-------- Provided material --------
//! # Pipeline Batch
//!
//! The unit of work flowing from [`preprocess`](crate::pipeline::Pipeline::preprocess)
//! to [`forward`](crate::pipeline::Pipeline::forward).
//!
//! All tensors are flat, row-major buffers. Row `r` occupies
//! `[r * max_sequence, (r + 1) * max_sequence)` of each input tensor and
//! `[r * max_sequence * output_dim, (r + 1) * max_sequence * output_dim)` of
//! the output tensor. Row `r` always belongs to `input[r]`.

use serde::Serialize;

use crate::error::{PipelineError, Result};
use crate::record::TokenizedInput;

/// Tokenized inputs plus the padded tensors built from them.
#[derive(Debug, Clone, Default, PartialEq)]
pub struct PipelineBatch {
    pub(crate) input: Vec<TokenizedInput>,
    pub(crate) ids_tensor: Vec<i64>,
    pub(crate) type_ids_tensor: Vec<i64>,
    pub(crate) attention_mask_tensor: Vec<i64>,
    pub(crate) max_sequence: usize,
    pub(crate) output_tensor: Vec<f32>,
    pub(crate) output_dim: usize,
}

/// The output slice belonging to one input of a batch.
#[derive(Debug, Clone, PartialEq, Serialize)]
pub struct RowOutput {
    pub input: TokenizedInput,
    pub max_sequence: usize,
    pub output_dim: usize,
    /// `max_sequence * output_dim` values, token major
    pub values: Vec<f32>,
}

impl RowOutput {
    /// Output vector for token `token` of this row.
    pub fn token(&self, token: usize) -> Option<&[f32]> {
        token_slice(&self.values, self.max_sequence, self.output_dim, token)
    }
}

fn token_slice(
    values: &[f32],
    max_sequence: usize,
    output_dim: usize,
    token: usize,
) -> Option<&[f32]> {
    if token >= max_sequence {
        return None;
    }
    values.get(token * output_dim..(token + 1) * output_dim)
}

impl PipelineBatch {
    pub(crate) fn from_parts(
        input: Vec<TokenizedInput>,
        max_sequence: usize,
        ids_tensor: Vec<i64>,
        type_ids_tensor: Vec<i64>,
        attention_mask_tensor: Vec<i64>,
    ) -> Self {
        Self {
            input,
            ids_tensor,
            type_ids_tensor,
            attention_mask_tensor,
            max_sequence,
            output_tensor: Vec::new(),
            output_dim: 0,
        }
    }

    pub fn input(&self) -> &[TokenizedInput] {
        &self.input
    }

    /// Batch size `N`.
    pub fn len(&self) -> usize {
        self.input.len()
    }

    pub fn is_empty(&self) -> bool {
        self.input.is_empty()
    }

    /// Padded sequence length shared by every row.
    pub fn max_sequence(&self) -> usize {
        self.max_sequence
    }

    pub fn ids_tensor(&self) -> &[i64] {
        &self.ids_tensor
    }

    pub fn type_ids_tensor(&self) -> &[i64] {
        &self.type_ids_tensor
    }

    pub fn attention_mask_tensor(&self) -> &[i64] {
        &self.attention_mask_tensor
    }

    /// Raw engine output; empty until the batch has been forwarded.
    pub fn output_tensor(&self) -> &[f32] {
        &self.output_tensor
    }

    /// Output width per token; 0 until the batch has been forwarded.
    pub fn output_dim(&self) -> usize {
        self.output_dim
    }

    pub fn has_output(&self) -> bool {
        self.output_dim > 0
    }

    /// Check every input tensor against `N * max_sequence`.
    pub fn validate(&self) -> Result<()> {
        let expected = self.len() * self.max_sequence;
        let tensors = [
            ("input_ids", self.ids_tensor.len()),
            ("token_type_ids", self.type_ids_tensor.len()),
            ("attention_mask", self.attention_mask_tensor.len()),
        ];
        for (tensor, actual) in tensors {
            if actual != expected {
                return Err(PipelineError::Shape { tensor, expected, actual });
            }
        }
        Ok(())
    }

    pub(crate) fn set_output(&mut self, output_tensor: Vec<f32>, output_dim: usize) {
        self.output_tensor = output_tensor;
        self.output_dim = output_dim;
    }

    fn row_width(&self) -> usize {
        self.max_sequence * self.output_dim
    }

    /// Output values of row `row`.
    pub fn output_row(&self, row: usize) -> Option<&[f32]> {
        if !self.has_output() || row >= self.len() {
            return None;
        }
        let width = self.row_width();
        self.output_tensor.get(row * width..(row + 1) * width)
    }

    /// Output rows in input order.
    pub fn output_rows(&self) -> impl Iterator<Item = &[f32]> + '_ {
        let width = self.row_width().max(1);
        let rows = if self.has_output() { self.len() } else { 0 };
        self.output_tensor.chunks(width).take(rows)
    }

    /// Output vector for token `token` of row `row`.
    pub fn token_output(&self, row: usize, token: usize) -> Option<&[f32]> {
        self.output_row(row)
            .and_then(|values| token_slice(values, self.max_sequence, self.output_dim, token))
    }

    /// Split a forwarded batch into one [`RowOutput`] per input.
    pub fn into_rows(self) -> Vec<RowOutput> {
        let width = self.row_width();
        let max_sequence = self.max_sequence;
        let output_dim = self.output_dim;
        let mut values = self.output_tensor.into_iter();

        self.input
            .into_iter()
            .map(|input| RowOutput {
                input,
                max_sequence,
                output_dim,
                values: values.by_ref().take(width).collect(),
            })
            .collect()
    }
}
--------
-------- Provided material --------
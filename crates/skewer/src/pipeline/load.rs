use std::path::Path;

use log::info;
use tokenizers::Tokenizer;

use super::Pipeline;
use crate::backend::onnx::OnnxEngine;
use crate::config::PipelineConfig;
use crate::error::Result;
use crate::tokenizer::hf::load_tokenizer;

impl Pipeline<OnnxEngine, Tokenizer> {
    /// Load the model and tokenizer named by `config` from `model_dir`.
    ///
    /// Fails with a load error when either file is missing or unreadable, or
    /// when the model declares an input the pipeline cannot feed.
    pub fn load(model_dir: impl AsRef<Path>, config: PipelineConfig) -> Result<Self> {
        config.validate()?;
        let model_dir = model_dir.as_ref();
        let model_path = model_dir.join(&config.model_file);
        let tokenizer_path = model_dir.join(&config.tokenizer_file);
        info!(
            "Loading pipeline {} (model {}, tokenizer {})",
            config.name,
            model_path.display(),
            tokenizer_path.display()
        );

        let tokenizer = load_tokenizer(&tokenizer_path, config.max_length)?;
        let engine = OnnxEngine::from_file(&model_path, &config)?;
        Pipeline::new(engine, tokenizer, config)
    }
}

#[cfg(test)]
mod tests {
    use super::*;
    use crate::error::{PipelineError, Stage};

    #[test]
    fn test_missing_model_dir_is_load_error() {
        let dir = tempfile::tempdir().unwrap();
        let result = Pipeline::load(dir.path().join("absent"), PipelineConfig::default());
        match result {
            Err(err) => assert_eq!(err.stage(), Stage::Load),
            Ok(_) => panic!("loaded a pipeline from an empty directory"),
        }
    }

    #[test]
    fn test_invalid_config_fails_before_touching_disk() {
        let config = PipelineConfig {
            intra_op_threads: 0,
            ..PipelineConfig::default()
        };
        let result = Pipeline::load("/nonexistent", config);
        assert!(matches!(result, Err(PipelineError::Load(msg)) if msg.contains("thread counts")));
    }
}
--------
Above are the records. Print exactly, and only, the lines from the line with "# Pipeline Batch" to the line with "input tensor and", both inclusive.

//! # Pipeline Batch
//!
//! The unit of work flowing from [`preprocess`](crate::pipeline::Pipeline::preprocess)
//! to [`forward`](crate::pipeline::Pipeline::forward).
//!
//! All tensors are flat, row-major buffers. Row `r` occupies
//! `[r * max_sequence, (r + 1) * max_sequence)` of each input tensor and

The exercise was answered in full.